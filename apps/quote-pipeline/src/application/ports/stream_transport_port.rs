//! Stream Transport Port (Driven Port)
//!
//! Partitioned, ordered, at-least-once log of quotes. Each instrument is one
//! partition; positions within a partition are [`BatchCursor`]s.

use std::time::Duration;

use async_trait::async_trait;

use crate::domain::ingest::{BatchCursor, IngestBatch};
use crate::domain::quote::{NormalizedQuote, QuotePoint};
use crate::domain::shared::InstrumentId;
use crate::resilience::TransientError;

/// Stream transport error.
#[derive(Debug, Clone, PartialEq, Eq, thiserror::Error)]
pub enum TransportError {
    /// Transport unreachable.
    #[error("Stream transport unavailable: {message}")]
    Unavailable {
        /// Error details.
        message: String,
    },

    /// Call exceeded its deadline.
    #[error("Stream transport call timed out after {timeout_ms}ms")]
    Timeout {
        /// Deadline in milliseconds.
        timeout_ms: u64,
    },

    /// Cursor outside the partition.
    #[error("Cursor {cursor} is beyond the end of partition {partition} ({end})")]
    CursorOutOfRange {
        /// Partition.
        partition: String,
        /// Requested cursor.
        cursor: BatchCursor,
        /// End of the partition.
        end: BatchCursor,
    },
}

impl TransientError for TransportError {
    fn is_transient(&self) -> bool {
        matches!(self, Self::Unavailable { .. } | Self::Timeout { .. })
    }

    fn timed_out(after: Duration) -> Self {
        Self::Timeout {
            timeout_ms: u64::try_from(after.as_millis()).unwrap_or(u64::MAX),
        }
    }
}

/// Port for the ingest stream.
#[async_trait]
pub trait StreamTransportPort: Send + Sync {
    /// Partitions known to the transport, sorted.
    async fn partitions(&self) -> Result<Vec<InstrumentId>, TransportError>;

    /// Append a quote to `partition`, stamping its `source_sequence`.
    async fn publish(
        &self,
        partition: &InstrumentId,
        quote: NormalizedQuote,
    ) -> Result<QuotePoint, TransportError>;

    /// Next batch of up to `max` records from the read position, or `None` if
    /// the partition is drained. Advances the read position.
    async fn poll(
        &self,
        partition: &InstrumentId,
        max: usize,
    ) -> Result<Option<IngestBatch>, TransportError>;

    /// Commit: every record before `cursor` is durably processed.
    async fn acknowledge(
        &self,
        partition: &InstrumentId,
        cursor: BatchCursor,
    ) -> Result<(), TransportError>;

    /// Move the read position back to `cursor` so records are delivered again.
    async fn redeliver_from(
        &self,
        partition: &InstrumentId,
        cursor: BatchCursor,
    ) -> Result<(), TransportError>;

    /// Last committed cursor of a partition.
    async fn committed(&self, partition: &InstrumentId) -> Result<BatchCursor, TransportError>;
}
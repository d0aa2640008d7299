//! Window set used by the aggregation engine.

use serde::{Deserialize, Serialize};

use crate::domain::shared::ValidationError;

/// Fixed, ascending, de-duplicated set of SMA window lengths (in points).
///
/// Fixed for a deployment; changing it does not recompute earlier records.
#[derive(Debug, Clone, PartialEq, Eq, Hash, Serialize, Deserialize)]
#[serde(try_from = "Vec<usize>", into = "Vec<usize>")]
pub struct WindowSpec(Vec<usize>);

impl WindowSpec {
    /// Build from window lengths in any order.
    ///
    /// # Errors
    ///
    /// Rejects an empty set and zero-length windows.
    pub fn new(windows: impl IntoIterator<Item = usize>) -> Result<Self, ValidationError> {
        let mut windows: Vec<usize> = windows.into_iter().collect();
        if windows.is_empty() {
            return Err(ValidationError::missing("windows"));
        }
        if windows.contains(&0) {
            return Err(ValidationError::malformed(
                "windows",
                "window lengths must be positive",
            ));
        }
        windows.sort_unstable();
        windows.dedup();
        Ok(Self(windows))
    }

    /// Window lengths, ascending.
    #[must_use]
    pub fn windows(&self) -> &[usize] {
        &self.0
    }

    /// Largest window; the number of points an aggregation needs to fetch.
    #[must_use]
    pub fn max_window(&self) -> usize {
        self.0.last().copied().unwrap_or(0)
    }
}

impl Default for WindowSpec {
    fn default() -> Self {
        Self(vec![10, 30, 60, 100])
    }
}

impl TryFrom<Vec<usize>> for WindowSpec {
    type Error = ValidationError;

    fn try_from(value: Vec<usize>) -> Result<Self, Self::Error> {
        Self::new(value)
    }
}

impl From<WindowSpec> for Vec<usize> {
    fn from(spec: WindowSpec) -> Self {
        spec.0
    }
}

■ ■ ■

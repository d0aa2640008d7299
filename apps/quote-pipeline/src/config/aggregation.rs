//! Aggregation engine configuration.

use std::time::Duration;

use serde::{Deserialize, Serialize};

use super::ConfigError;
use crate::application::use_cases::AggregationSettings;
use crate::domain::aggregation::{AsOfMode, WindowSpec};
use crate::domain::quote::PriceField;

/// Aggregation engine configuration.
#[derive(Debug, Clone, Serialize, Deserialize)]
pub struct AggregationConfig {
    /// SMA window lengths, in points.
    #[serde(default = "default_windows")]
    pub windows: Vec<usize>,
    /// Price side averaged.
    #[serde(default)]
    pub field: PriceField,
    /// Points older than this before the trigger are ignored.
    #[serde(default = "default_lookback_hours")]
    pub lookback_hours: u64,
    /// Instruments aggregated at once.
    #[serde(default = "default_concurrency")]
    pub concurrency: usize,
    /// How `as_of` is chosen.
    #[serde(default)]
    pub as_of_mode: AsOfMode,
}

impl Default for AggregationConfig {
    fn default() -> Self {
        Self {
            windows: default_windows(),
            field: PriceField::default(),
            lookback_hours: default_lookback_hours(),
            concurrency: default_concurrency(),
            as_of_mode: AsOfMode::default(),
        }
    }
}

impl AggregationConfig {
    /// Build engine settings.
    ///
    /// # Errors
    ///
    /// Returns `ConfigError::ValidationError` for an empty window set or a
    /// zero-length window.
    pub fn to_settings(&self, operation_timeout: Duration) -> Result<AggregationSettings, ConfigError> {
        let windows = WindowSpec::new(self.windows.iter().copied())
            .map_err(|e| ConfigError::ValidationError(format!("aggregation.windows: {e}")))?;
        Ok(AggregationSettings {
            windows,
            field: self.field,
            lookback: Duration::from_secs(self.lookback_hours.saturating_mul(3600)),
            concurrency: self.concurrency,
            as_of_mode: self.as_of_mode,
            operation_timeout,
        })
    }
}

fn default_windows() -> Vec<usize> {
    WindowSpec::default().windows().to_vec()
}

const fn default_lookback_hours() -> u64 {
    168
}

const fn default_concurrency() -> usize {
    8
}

■ ■ ■

■ **Required work**:
Examine the entries and say how many of their lines hold the word "TransportError". No other words should accompany the number.

■ **Reply to the task**:
8